TASK TO COMPLETE => The word "email" marks the lines to report; pull each of them from the listing.

DATA TO PROCESS =>
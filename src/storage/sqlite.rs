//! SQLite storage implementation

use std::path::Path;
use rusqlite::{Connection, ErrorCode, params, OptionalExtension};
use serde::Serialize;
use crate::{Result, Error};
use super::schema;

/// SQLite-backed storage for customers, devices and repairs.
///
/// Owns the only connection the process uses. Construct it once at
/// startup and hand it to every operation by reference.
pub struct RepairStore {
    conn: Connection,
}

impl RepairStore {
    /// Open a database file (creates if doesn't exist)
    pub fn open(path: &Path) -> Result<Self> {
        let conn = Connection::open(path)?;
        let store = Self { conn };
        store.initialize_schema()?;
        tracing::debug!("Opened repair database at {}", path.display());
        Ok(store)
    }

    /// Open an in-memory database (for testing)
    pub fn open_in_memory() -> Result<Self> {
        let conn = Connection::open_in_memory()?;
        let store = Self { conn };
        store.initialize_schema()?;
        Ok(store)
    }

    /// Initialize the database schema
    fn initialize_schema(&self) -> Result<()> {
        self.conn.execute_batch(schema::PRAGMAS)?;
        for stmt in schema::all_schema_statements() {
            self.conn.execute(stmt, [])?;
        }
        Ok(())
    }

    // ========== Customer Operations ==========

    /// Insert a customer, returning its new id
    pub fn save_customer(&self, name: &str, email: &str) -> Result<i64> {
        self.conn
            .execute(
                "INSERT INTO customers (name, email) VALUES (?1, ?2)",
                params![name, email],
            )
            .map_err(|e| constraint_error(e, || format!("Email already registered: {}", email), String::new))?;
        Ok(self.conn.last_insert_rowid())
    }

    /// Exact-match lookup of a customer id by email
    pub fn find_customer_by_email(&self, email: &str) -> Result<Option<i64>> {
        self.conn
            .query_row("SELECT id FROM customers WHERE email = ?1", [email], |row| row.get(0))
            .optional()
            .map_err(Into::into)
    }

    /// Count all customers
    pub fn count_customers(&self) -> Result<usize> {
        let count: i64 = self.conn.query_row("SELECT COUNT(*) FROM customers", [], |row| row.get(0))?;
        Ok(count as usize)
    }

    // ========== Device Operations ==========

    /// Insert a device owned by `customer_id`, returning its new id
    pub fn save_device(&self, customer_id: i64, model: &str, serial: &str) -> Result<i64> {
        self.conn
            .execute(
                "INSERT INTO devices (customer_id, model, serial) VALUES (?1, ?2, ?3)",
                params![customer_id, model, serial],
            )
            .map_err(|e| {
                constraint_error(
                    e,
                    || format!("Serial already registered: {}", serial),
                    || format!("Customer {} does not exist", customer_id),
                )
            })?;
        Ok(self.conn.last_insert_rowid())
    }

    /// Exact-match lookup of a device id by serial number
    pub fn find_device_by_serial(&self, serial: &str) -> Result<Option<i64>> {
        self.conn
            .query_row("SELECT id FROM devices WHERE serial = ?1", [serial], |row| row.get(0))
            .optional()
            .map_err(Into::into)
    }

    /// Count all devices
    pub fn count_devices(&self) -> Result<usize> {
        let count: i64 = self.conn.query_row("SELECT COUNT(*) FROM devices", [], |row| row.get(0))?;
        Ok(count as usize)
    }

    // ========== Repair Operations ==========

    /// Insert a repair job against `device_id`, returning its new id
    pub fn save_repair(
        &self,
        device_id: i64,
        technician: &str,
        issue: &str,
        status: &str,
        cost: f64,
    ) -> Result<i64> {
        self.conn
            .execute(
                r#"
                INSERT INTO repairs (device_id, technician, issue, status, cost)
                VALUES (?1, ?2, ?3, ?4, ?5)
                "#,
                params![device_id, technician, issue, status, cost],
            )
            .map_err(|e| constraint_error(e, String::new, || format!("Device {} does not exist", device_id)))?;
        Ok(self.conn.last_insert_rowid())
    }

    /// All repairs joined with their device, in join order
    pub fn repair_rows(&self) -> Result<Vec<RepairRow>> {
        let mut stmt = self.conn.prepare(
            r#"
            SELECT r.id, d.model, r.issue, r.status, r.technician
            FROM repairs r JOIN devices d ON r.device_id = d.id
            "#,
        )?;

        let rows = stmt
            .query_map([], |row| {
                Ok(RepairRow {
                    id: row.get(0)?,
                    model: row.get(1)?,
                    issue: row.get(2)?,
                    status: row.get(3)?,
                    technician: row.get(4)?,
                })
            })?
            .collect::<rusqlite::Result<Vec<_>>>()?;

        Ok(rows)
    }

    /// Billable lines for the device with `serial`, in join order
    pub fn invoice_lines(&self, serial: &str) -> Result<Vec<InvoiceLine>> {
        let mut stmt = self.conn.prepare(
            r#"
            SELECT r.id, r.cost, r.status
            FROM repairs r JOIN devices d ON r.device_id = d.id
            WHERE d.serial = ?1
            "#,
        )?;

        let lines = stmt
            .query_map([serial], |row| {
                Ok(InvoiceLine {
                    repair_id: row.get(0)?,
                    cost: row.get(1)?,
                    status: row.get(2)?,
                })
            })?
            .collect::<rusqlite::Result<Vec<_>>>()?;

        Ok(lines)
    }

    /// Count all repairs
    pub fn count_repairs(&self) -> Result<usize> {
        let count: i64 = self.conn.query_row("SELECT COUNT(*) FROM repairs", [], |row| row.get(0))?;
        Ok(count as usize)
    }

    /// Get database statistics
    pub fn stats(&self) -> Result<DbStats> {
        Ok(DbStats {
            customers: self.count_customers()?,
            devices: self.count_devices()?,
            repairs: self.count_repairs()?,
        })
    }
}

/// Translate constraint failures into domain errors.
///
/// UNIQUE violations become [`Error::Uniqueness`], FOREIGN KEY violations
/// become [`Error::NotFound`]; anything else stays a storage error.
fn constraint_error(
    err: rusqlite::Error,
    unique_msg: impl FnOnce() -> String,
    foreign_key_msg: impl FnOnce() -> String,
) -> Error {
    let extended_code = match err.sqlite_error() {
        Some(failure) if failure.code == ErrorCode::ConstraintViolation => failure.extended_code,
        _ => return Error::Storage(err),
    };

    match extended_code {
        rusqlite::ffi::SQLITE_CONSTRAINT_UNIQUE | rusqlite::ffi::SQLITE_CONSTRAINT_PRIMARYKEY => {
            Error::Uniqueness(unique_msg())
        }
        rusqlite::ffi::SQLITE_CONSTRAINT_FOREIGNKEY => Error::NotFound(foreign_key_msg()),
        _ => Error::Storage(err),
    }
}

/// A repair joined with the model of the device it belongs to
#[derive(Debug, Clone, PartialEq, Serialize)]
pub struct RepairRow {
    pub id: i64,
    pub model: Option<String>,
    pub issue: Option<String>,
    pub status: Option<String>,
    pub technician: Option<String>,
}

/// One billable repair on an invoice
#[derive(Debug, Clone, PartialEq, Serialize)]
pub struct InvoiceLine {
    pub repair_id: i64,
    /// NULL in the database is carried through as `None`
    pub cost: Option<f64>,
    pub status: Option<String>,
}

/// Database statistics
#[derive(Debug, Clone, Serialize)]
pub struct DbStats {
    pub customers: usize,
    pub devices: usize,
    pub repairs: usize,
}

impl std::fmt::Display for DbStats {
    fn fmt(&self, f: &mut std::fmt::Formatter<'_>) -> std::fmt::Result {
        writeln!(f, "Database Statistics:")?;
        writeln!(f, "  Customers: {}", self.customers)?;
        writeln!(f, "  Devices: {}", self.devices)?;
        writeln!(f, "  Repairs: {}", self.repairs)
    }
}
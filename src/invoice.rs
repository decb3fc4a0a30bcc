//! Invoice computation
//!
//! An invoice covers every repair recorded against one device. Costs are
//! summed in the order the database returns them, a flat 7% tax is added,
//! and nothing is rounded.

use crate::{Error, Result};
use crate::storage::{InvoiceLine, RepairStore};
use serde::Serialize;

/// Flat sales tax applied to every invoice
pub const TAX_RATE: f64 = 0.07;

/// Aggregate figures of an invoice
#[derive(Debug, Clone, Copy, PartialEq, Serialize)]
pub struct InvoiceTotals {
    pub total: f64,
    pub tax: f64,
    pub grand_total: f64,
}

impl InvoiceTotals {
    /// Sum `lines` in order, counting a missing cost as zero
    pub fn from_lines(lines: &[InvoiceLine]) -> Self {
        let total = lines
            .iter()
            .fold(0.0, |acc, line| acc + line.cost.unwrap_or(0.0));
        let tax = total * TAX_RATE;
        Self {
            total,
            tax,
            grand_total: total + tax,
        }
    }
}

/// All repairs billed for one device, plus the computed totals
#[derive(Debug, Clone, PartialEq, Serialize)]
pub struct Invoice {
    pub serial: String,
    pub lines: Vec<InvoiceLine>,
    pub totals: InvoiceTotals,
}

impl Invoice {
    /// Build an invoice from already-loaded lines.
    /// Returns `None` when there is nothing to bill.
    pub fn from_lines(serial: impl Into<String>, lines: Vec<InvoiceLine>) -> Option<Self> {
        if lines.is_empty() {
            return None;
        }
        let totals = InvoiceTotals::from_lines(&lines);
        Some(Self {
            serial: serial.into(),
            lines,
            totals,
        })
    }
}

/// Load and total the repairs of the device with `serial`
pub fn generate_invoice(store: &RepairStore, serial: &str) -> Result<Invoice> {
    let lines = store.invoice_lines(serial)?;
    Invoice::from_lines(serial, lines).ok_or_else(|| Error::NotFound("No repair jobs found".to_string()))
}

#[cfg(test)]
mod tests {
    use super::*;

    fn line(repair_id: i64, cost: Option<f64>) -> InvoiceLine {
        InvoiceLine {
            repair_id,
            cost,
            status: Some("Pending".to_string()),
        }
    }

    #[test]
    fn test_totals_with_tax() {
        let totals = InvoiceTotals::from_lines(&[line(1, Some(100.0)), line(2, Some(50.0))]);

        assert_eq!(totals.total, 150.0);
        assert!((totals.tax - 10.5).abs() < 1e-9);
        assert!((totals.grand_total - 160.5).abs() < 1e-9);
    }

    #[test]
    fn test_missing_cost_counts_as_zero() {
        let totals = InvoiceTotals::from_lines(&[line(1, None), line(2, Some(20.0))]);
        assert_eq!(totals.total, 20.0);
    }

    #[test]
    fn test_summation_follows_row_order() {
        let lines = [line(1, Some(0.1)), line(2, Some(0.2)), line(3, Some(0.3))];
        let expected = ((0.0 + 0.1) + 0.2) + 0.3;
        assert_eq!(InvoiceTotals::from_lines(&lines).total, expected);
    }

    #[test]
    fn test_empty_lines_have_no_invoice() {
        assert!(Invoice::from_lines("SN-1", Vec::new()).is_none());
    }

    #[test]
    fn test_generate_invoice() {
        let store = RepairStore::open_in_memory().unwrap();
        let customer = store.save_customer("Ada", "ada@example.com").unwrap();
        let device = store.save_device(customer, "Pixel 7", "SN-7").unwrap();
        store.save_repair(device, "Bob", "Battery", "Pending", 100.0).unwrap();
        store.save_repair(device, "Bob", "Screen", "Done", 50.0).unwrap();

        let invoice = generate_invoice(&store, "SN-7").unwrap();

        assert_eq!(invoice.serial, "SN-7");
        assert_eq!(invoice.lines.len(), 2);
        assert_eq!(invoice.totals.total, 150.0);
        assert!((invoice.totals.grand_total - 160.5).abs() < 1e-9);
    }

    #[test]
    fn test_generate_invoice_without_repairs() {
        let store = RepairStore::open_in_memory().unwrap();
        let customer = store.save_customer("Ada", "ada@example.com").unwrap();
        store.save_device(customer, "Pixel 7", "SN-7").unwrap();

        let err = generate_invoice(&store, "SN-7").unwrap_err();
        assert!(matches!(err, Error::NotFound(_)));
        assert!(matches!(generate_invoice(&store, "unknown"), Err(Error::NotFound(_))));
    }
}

EXERCISE ANSWER =>
    pub fn save_customer(&self, name: &str, email: &str) -> Result<i64> {
                "INSERT INTO customers (name, email) VALUES (?1, ?2)",
                params![name, email],
            .map_err(|e| constraint_error(e, || format!("Email already registered: {}", email), String::new))?;
    /// Exact-match lookup of a customer id by email
    pub fn find_customer_by_email(&self, email: &str) -> Result<Option<i64>> {
            .query_row("SELECT id FROM customers WHERE email = ?1", [email], |row| row.get(0))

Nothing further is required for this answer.